Records from a data collection:
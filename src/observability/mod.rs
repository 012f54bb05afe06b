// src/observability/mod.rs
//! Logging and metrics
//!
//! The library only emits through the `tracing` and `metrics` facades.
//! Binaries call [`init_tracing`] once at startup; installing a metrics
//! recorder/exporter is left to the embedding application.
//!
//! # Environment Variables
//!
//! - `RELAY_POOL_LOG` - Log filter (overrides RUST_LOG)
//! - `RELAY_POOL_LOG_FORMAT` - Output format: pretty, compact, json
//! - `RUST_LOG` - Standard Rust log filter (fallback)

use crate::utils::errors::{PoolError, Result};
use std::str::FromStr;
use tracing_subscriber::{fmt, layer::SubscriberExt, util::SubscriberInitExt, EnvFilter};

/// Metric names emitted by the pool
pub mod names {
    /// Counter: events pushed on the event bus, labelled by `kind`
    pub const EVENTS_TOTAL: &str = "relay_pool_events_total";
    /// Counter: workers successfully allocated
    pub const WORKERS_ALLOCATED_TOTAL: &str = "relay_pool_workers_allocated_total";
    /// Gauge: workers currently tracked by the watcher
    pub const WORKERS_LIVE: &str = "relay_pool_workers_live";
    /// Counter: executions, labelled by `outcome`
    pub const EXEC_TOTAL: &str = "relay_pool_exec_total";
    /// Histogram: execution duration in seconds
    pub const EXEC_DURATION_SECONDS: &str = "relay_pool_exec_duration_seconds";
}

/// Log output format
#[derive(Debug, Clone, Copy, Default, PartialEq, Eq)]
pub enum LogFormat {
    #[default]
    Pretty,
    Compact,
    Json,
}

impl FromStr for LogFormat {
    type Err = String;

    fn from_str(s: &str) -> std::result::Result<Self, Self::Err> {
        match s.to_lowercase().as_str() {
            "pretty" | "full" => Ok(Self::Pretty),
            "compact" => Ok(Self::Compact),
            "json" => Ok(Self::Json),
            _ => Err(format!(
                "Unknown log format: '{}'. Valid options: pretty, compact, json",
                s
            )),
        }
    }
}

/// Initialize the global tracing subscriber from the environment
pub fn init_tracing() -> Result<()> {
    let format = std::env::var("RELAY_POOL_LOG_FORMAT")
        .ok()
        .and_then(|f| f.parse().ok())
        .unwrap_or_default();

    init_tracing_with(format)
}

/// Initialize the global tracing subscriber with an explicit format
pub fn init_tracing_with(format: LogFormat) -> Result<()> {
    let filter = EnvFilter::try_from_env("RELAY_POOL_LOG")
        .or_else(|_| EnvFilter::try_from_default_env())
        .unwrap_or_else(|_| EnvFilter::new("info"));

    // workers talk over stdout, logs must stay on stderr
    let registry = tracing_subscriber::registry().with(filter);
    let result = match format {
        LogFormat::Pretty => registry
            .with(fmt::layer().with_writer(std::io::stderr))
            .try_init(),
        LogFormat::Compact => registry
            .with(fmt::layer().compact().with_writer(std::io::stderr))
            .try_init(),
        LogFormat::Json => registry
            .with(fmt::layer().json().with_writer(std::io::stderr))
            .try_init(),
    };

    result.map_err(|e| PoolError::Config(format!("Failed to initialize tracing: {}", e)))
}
==
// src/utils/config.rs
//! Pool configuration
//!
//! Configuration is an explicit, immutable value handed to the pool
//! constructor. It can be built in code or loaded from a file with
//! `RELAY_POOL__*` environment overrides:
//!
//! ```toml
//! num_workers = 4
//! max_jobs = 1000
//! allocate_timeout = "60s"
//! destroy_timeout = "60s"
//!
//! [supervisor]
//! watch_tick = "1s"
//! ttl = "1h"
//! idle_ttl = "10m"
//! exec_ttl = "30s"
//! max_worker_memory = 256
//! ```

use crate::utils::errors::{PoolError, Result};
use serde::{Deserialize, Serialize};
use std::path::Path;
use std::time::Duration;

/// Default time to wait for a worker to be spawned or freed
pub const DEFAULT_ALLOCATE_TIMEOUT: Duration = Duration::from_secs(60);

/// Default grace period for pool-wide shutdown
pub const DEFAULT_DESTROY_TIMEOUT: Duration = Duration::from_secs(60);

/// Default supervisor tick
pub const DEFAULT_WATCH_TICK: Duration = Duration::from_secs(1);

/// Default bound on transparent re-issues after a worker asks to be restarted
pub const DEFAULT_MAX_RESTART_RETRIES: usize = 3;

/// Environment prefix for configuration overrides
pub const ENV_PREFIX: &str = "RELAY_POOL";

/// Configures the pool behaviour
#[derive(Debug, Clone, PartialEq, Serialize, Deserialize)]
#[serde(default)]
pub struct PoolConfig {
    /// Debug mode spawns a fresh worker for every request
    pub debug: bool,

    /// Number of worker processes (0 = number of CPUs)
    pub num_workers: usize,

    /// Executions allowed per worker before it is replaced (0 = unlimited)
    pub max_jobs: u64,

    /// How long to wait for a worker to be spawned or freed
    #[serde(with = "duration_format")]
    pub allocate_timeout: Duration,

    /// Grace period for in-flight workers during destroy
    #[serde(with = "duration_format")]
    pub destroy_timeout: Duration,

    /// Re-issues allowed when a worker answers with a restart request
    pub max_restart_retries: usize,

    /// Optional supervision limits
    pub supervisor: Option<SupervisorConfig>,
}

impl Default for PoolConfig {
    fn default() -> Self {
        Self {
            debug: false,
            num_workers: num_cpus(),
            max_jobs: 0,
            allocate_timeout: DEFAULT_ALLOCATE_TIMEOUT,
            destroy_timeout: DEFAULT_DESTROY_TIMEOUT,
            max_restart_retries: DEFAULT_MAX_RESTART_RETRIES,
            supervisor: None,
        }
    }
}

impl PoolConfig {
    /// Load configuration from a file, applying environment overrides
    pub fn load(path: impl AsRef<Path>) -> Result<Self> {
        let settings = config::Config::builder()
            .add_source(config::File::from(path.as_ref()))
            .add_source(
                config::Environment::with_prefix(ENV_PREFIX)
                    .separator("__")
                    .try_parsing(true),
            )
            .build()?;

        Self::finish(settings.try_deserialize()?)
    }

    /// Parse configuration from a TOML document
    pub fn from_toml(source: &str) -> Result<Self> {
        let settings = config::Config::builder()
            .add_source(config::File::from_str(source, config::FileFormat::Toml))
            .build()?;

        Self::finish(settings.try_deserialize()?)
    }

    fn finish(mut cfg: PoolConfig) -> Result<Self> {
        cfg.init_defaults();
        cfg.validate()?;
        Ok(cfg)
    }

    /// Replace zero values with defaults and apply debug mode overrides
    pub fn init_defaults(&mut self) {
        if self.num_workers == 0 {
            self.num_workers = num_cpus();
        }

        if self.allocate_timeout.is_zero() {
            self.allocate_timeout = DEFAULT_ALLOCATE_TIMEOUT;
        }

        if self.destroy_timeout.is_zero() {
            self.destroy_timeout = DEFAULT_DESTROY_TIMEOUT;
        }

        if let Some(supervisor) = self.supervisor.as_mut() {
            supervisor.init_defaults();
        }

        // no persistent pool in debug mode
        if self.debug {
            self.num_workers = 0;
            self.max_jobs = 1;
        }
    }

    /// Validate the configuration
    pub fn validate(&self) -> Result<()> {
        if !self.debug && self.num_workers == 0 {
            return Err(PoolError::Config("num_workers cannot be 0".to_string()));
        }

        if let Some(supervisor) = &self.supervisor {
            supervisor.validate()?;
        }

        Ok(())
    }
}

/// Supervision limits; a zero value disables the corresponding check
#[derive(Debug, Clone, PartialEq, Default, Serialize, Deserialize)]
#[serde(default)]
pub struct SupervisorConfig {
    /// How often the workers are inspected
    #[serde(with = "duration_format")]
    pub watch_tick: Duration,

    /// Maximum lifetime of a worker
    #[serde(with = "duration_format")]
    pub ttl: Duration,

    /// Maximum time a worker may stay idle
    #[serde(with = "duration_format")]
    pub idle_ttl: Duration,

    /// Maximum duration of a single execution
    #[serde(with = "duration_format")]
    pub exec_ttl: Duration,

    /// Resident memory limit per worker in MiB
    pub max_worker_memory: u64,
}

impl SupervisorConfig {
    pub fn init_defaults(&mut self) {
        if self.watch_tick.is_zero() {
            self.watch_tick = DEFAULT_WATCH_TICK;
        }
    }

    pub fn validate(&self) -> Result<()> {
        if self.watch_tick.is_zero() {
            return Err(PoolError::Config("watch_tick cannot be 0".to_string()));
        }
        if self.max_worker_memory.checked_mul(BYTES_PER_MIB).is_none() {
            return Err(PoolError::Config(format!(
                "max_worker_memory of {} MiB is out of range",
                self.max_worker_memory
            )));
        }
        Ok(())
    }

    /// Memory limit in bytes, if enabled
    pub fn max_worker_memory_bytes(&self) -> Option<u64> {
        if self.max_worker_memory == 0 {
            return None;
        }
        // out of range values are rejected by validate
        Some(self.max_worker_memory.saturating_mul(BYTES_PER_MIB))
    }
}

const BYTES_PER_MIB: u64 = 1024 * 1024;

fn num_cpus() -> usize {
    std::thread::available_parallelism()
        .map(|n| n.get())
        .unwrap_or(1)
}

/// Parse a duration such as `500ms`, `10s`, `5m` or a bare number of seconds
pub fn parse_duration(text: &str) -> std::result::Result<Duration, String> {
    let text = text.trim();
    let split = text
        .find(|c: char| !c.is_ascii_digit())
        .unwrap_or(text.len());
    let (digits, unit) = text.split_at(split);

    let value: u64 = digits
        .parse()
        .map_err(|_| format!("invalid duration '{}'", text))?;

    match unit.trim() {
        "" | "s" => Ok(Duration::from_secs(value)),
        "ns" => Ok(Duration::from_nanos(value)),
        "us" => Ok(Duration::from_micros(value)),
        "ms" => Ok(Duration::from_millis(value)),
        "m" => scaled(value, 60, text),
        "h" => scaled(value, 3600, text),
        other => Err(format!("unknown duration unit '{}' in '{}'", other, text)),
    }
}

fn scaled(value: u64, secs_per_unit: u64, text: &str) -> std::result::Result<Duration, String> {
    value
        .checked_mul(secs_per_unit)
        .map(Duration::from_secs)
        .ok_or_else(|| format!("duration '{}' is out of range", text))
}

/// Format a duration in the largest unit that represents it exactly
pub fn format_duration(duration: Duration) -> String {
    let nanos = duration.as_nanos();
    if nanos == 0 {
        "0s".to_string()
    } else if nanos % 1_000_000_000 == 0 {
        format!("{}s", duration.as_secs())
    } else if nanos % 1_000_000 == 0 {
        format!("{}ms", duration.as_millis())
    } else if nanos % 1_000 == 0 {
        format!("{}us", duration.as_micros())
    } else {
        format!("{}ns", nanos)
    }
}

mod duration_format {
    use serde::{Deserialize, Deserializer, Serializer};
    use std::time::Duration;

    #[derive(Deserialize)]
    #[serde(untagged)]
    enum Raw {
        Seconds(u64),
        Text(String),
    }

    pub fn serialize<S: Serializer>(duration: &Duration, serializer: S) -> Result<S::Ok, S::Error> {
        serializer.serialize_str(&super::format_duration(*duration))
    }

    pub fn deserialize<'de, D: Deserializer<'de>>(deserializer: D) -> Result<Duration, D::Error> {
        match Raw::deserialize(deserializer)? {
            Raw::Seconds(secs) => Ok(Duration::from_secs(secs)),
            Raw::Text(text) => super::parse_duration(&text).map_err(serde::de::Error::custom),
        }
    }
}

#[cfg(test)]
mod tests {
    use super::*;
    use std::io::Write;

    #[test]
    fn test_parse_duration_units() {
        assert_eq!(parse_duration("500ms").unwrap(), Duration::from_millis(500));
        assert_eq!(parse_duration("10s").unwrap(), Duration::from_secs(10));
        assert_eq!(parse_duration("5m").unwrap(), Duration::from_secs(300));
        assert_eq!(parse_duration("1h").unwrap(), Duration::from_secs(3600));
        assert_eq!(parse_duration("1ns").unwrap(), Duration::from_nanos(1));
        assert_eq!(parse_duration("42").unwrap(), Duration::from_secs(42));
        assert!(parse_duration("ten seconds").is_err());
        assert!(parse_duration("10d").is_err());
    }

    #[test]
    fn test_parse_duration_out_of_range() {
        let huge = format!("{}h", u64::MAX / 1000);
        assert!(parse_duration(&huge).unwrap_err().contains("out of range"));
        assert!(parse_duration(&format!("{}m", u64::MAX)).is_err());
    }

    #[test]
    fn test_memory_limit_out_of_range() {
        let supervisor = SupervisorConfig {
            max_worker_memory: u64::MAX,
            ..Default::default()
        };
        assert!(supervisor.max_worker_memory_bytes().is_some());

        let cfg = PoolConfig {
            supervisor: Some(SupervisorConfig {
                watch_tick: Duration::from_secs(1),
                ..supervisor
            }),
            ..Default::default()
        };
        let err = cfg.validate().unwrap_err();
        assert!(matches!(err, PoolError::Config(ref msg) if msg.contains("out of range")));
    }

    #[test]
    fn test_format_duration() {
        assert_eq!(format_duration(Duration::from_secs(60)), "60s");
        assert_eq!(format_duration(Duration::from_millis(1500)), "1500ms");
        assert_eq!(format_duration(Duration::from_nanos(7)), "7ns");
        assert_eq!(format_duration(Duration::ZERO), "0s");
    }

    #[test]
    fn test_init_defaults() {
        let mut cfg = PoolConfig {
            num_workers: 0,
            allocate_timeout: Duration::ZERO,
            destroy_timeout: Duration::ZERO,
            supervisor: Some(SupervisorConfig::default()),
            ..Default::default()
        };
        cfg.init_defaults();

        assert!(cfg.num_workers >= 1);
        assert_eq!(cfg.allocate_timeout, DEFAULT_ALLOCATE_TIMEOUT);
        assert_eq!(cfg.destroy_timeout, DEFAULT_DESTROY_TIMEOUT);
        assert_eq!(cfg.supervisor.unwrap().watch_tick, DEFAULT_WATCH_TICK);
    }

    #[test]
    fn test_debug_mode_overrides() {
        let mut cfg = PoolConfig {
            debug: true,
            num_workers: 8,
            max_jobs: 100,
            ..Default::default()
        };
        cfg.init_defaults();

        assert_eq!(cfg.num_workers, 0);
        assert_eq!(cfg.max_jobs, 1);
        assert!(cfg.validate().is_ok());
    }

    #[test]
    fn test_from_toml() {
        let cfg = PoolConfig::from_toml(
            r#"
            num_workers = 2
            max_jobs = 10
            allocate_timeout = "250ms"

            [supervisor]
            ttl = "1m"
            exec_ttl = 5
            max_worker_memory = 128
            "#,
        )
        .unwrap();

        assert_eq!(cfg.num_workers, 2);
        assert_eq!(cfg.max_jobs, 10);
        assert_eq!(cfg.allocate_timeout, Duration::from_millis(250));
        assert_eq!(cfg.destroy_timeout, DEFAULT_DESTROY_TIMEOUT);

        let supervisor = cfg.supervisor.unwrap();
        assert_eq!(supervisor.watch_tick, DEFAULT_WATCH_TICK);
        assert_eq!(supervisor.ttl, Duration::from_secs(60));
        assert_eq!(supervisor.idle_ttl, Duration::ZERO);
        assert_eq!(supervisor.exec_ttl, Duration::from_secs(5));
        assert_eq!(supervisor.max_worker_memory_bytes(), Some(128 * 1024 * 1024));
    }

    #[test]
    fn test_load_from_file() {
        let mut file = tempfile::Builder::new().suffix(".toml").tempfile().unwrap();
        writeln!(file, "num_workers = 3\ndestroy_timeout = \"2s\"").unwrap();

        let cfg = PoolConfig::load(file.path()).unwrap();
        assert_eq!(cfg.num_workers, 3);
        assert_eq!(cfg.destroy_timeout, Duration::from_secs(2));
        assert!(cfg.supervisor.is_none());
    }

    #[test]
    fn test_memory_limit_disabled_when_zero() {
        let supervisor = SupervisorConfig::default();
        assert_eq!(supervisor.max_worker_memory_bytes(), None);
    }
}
==
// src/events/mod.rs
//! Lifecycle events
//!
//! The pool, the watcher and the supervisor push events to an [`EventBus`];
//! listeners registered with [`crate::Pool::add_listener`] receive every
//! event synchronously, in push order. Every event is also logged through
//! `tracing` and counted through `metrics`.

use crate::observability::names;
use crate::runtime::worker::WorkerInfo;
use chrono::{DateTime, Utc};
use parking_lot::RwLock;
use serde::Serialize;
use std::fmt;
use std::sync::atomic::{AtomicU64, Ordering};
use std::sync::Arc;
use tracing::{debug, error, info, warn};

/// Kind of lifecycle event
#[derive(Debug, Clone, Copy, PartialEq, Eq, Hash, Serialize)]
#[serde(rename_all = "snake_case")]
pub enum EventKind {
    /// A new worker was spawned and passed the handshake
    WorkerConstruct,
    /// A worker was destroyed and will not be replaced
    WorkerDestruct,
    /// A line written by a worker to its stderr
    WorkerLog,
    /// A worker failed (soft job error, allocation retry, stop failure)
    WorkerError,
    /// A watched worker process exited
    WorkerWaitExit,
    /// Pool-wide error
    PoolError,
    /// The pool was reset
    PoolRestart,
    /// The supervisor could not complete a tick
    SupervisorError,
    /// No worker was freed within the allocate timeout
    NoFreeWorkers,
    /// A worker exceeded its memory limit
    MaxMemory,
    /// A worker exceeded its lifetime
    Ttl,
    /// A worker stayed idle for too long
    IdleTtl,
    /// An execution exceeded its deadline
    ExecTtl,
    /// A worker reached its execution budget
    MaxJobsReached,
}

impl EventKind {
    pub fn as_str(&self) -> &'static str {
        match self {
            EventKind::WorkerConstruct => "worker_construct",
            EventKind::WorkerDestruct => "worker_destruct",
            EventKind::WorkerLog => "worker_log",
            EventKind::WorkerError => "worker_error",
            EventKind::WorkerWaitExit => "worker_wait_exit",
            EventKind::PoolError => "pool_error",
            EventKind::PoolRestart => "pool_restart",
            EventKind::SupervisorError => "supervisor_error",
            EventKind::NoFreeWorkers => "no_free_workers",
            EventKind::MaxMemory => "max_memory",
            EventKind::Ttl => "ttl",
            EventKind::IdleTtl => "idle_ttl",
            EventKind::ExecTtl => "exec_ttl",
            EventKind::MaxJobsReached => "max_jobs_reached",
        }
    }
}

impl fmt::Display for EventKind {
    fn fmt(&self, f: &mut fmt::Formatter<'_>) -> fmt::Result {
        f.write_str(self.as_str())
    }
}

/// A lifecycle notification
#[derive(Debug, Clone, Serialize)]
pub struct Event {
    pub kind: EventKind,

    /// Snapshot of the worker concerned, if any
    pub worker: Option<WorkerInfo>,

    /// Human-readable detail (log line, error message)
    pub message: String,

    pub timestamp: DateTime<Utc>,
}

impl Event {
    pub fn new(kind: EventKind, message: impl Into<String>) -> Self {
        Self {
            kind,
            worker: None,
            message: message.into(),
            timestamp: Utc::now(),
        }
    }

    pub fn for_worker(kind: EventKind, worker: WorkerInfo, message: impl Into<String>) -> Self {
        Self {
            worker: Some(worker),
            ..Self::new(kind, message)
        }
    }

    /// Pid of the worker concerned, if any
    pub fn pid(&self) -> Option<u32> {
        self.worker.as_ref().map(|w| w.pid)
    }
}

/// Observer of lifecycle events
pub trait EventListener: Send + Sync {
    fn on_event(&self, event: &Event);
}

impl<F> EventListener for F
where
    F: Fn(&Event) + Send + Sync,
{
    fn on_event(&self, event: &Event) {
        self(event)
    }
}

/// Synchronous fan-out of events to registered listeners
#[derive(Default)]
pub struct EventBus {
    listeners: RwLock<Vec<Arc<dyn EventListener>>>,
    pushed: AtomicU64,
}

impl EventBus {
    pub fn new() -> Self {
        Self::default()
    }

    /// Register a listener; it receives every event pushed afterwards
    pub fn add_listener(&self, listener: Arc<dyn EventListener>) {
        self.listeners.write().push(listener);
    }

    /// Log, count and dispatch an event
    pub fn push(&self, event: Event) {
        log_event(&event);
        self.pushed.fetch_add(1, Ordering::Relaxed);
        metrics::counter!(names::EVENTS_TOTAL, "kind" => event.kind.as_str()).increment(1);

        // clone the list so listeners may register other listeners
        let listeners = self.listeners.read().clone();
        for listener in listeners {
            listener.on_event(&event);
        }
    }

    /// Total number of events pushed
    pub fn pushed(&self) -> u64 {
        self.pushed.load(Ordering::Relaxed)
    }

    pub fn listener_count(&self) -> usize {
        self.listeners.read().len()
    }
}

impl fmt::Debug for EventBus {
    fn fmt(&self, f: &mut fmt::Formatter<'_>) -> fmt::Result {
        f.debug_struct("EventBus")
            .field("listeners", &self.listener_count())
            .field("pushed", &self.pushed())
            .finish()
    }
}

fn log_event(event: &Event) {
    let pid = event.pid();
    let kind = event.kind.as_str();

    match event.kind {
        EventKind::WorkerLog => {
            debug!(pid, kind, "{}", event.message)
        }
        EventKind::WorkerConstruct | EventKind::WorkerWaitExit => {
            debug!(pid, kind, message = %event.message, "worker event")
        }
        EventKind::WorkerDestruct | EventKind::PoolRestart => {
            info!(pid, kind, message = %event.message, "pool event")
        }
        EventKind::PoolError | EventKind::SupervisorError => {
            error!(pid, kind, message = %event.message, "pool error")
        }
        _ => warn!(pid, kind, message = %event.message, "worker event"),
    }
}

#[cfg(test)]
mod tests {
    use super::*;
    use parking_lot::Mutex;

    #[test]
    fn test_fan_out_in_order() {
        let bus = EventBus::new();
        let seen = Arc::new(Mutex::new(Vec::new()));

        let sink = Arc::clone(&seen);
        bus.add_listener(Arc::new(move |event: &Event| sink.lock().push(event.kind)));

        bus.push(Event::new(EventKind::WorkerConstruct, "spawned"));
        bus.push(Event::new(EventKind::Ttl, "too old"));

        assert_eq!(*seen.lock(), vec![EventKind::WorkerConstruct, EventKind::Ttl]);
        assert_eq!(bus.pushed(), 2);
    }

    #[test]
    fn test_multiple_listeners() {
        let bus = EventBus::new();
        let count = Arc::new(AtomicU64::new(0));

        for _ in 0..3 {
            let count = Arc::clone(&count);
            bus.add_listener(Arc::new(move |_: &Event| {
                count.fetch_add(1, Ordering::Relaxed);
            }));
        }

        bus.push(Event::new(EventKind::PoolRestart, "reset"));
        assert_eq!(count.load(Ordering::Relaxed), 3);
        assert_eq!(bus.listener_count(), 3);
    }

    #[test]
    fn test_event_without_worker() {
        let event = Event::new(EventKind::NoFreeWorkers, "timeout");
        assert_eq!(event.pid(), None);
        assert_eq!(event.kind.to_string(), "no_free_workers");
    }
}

__WHAT YOU HAVE TO DO__
The expected answer is a copy of each line in the records that holds the word "SupervisorConfig".

__RESULT OF THIS EXERCISE__
    pub supervisor: Option<SupervisorConfig>,
pub struct SupervisorConfig {
impl SupervisorConfig {
        let supervisor = SupervisorConfig {
            supervisor: Some(SupervisorConfig {
            supervisor: Some(SupervisorConfig::default()),
        let supervisor = SupervisorConfig::default();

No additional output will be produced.